As the three descended, painstakingly supporting the injured Sherpa over the succession of aluminum ladders spanning crevasses and descending the sides of truck-sized seracs, a team of rescuers came flooding up through the icefall.
“All the teams sent everybody they could, all the doctors in Base Camp went up there, people with shovels, it was a brotherhood. When we got to Base Camp around 9 or 9:30, everybody was out of their tents, standing there, looking at the icefall. And all morning they were trying to get the wounded out. And then the three helicopters that could get up there, they had used all their litter baskets for the wounded, so they just had to clip the bodies by their climbing harnesses, arms and legs dangling. It went on all afternoon, like a scene from Vietnam, bodies being lowered to the ground, just lining them up. And I was thinking, that could be me. And some of those guys have kids at home.”
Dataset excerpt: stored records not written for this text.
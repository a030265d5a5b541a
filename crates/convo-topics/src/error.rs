//! Topic error types.

use thiserror::Error;

/// Errors that can occur during clustering and labeling.
#[derive(Debug, Error)]
pub enum TopicsError {
    /// Embeddings of different lengths in one batch
    #[error("Dimension mismatch at row {index}: expected {expected}, got {actual}")]
    DimensionMismatch {
        index: usize,
        expected: usize,
        actual: usize,
    },

    /// Invalid input
    #[error("Invalid input: {0}")]
    InvalidInput(String),

    /// Invalid configuration
    #[error("Invalid configuration: {0}")]
    InvalidConfig(String),
}
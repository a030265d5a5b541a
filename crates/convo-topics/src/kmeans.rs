//! Seeded k-means clustering of embeddings.
//!
//! # Algorithm
//!
//! 1. Pick k initial centroids with k-means++ seeding
//! 2. Assign each vector to its nearest centroid (squared Euclidean)
//! 3. Move each centroid to the mean of its members
//! 4. Repeat until the total centroid shift falls under the tolerance
//!
//! The whole procedure runs `n_init` times from a single RNG seeded with
//! `seed`; the run with the lowest inertia is kept. The same input and
//! configuration always reproduce the same partition.

use rand::rngs::StdRng;
use rand::{Rng, SeedableRng};
use tracing::{debug, instrument};

use crate::config::ClusteringConfig;
use crate::error::TopicsError;
use crate::similarity::{check_dimensions, squared_distance};

/// Documents per cluster used to derive the cluster count.
const DOCS_PER_CLUSTER: usize = 5;

/// Derive the cluster count for `n` valid records.
///
/// `max(1, min(max_clusters, n / 5))`
pub fn cluster_count(n: usize, max_clusters: usize) -> usize {
    (n / DOCS_PER_CLUSTER).min(max_clusters).max(1)
}

/// Result of a k-means fit.
#[derive(Debug, Clone)]
pub struct KMeansResult {
    /// Cluster index per input row, in `[0, k)`
    pub assignments: Vec<usize>,
    /// Final centroids
    pub centroids: Vec<Vec<f64>>,
    /// Sum of squared distances to the assigned centroid
    pub inertia: f64,
    /// Lloyd iterations taken by the winning run
    pub iterations: usize,
}

impl KMeansResult {
    /// Number of clusters.
    pub fn k(&self) -> usize {
        self.centroids.len()
    }

    /// Member count per cluster.
    pub fn cluster_sizes(&self) -> Vec<usize> {
        let mut sizes = vec![0usize; self.centroids.len()];
        for &cluster in &self.assignments {
            sizes[cluster] += 1;
        }
        sizes
    }
}

/// K-means clusterer.
#[derive(Debug, Clone, Default)]
pub struct KMeans {
    config: ClusteringConfig,
}

impl KMeans {
    pub fn new(config: ClusteringConfig) -> Self {
        Self { config }
    }

    pub fn config(&self) -> &ClusteringConfig {
        &self.config
    }

    /// Partition `data` into `k` clusters.
    ///
    /// # Errors
    ///
    /// - `InvalidInput` if `data` is empty or `k` is not in `1..=data.len()`
    /// - `DimensionMismatch` if rows differ in length
    #[instrument(skip(self, data), fields(n = data.len()))]
    pub fn fit<V: AsRef<[f32]>>(&self, data: &[V], k: usize) -> Result<KMeansResult, TopicsError> {
        self.config.validate()?;

        if data.is_empty() {
            return Err(TopicsError::InvalidInput(
                "Cannot cluster an empty batch".to_string(),
            ));
        }
        if k == 0 || k > data.len() {
            return Err(TopicsError::InvalidInput(format!(
                "k ({}) must be in 1..={}",
                k,
                data.len()
            )));
        }
        let dim = check_dimensions(data)?;

        let rows: Vec<&[f32]> = data.iter().map(|r| r.as_ref()).collect();
        let tolerance = self.config.tolerance * mean_variance(&rows, dim);
        let mut rng = StdRng::seed_from_u64(self.config.seed);

        let mut best: Option<KMeansResult> = None;
        for run in 0..self.config.n_init {
            let initial = kmeans_plus_plus(&rows, k, &mut rng);
            let result = self.lloyd(&rows, initial, tolerance);

            debug!(
                run,
                inertia = result.inertia,
                iterations = result.iterations,
                "k-means run complete"
            );

            // Strict comparison keeps the earliest run on ties
            let better = match &best {
                Some(current) => result.inertia < current.inertia,
                None => true,
            };
            if better {
                best = Some(result);
            }
        }

        let best = best.ok_or_else(|| TopicsError::InvalidConfig("n_init must be > 0".to_string()))?;
        debug!(k, inertia = best.inertia, sizes = ?best.cluster_sizes(), "k-means finished");
        Ok(best)
    }

    fn lloyd(&self, rows: &[&[f32]], mut centroids: Vec<Vec<f64>>, tolerance: f64) -> KMeansResult {
        let k = centroids.len();
        let mut assignments = vec![0usize; rows.len()];
        let mut iterations = 0;

        for iter in 0..self.config.max_iterations {
            iterations = iter + 1;
            assign(rows, &centroids, &mut assignments);

            let updated = update_centroids(rows, &assignments, &centroids);
            let shift: f64 = centroids
                .iter()
                .zip(updated.iter())
                .map(|(old, new)| {
                    old.iter()
                        .zip(new.iter())
                        .map(|(a, b)| (a - b) * (a - b))
                        .sum::<f64>()
                })
                .sum();
            centroids = updated;

            if shift <= tolerance {
                break;
            }
        }

        // Final assignment against the converged centroids
        let inertia = assign(rows, &centroids, &mut assignments);
        debug_assert_eq!(centroids.len(), k);

        KMeansResult {
            assignments,
            centroids,
            inertia,
            iterations,
        }
    }
}

/// Assign each row to its nearest centroid; returns the inertia.
///
/// Equal distances go to the lowest centroid index.
fn assign(rows: &[&[f32]], centroids: &[Vec<f64>], assignments: &mut [usize]) -> f64 {
    let mut inertia = 0.0;
    for (i, row) in rows.iter().enumerate() {
        let mut best_cluster = 0;
        let mut best_dist = f64::INFINITY;
        for (c, centroid) in centroids.iter().enumerate() {
            let dist = squared_distance(row, centroid);
            if dist < best_dist {
                best_dist = dist;
                best_cluster = c;
            }
        }
        assignments[i] = best_cluster;
        inertia += best_dist;
    }
    inertia
}

/// Recompute centroids as member means. Empty clusters keep their centroid.
fn update_centroids(rows: &[&[f32]], assignments: &[usize], previous: &[Vec<f64>]) -> Vec<Vec<f64>> {
    let dim = previous.first().map(|c| c.len()).unwrap_or(0);
    let mut sums = vec![vec![0.0f64; dim]; previous.len()];
    let mut counts = vec![0usize; previous.len()];

    for (row, &cluster) in rows.iter().zip(assignments.iter()) {
        counts[cluster] += 1;
        for (acc, &x) in sums[cluster].iter_mut().zip(row.iter()) {
            *acc += x as f64;
        }
    }

    sums.into_iter()
        .zip(counts)
        .enumerate()
        .map(|(c, (sum, count))| {
            if count == 0 {
                previous[c].clone()
            } else {
                sum.into_iter().map(|s| s / count as f64).collect()
            }
        })
        .collect()
}

/// k-means++ seeding: each next centroid is sampled with probability
/// proportional to its squared distance from the nearest chosen centroid.
fn kmeans_plus_plus(rows: &[&[f32]], k: usize, rng: &mut StdRng) -> Vec<Vec<f64>> {
    let n = rows.len();
    let to_f64 = |row: &[f32]| row.iter().map(|&x| x as f64).collect::<Vec<f64>>();

    let mut centroids = Vec::with_capacity(k);
    centroids.push(to_f64(rows[rng.random_range(0..n)]));

    let mut min_dist: Vec<f64> = rows
        .iter()
        .map(|row| squared_distance(row, &centroids[0]))
        .collect();

    while centroids.len() < k {
        let total: f64 = min_dist.iter().sum();
        let next = if total > 0.0 {
            let target = rng.random::<f64>() * total;
            let mut cumulative = 0.0;
            let mut chosen = None;
            for (i, &d) in min_dist.iter().enumerate() {
                cumulative += d;
                if d > 0.0 && cumulative > target {
                    chosen = Some(i);
                    break;
                }
            }
            // Rounding can leave the target past the last bucket
            chosen.unwrap_or_else(|| {
                min_dist
                    .iter()
                    .rposition(|&d| d > 0.0)
                    .unwrap_or(n - 1)
            })
        } else {
            // Every row sits on a chosen centroid
            rng.random_range(0..n)
        };

        let centroid = to_f64(rows[next]);
        for (i, row) in rows.iter().enumerate() {
            let d = squared_distance(row, &centroid);
            if d < min_dist[i] {
                min_dist[i] = d;
            }
        }
        centroids.push(centroid);
    }

    centroids
}

/// Mean of the per-dimension variances.
fn mean_variance(rows: &[&[f32]], dim: usize) -> f64 {
    if rows.is_empty() || dim == 0 {
        return 0.0;
    }
    let n = rows.len() as f64;
    let mut total = 0.0;
    for d in 0..dim {
        let mean = rows.iter().map(|r| r[d] as f64).sum::<f64>() / n;
        total += rows
            .iter()
            .map(|r| {
                let x = r[d] as f64 - mean;
                x * x
            })
            .sum::<f64>()
            / n;
    }
    total / dim as f64
}

#[cfg(test)]
mod tests {
    use super::*;
    use pretty_assertions::assert_eq;

    fn blobs() -> Vec<Vec<f32>> {
        vec![
            vec![0.0, 0.0],
            vec![0.1, 0.0],
            vec![0.0, 0.1],
            vec![10.0, 10.0],
            vec![10.1, 10.0],
            vec![10.0, 10.1],
        ]
    }

    #[test]
    fn test_cluster_count() {
        assert_eq!(cluster_count(0, 8), 1);
        assert_eq!(cluster_count(1, 8), 1);
        assert_eq!(cluster_count(3, 8), 1);
        assert_eq!(cluster_count(9, 8), 1);
        assert_eq!(cluster_count(10, 8), 2);
        assert_eq!(cluster_count(45, 8), 8);
        assert_eq!(cluster_count(1000, 8), 8);
        assert_eq!(cluster_count(1000, 3), 3);
    }

    #[test]
    fn test_separates_two_blobs() {
        let data = blobs();
        let result = KMeans::default().fit(&data, 2).unwrap();

        assert_eq!(result.k(), 2);
        assert_eq!(result.assignments.len(), 6);
        assert_eq!(result.assignments[0], result.assignments[1]);
        assert_eq!(result.assignments[0], result.assignments[2]);
        assert_eq!(result.assignments[3], result.assignments[4]);
        assert_eq!(result.assignments[3], result.assignments[5]);
        assert_ne!(result.assignments[0], result.assignments[3]);
        assert!(result.inertia < 0.1);
    }

    #[test]
    fn test_deterministic_across_runs() {
        let data: Vec<Vec<f32>> = (0..40)
            .map(|i| {
                let x = (i as f32 * 0.37).sin();
                let y = (i as f32 * 0.91).cos();
                vec![x, y, x * y]
            })
            .collect();
        let kmeans = KMeans::default();
        let a = kmeans.fit(&data, cluster_count(data.len(), 8)).unwrap();
        let b = kmeans.fit(&data, cluster_count(data.len(), 8)).unwrap();

        assert_eq!(a.assignments, b.assignments);
        assert_eq!(a.inertia, b.inertia);
    }

    #[test]
    fn test_single_cluster() {
        let data = blobs();
        let result = KMeans::default().fit(&data, 1).unwrap();
        assert!(result.assignments.iter().all(|&c| c == 0));
        assert_eq!(result.cluster_sizes(), vec![6]);
    }

    #[test]
    fn test_assignments_in_range() {
        let data = blobs();
        let result = KMeans::default().fit(&data, 3).unwrap();
        assert!(result.assignments.iter().all(|&c| c < 3));
        assert_eq!(result.cluster_sizes().iter().sum::<usize>(), 6);
    }

    #[test]
    fn test_identical_points() {
        let data = vec![vec![1.0, 1.0]; 6];
        let result = KMeans::default().fit(&data, 2).unwrap();
        assert_eq!(result.assignments.len(), 6);
        assert_eq!(result.inertia, 0.0);
    }

    #[test]
    fn test_dimension_mismatch() {
        let data = vec![vec![1.0, 0.0], vec![0.0, 1.0, 0.0]];
        let err = KMeans::default().fit(&data, 1).unwrap_err();
        assert!(matches!(
            err,
            TopicsError::DimensionMismatch {
                index: 1,
                expected: 2,
                actual: 3
            }
        ));
    }

    #[test]
    fn test_invalid_k() {
        let data = blobs();
        assert!(matches!(
            KMeans::default().fit(&data, 0),
            Err(TopicsError::InvalidInput(_))
        ));
        assert!(matches!(
            KMeans::default().fit(&data, 7),
            Err(TopicsError::InvalidInput(_))
        ));
    }

    #[test]
    fn test_empty_input() {
        let data: Vec<Vec<f32>> = vec![];
        assert!(matches!(
            KMeans::default().fit(&data, 1),
            Err(TopicsError::InvalidInput(_))
        ));
    }

    #[test]
    fn test_seed_changes_are_accepted() {
        let data = blobs();
        let config = ClusteringConfig {
            seed: 7,
            n_init: 3,
            ..Default::default()
        };
        let result = KMeans::new(config).fit(&data, 2).unwrap();
        assert_ne!(result.assignments[0], result.assignments[3]);
    }
}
As the full impact of what happened became clear to everyone, “There was a deafening silence falling over the entire camp,” Reiter said. “I saw seasoned climbers shielding their eyes from the sight of those bodies.”
And, he added with a thoughtful smile, “That’s when all the answers you have for why climb Everest go out the window. I don’t see myself going through that icefall again. … If this is the greatest disappointment I ever face, I’ll be OK.”
Reiter had been trying to complete the Seven Summits – reaching the peak of the highest mountain on every continent. He had already done six, Everest was the last and this year was his second try. It may well be, he said on Monday, his last.
Reiter has been climbing with little more than one lung since a cancer was discovered as he neared the top of Aconcagua, the highest mountain in South America. He barely survived that climb, but returned post-surgery and successfully summited.
While he was physically “at the top of my game” this year on Everest, and while his body was ready for a summit bid, his Sherpa partner wasn’t willing. With many others, Dawa had returned to Kathmandu after the avalanche in a show of support for better compensation to families of accident victims.
True to his word, four days later he returned to Base Camp. “Dawa told me, ‘I came back for you, I stand by you, but I can’t go up this mountain.”
Reiter was in full support. “Emotionally, I don’t know what that would have been like. There are still three bodies up there. It wouldn’t have felt right.”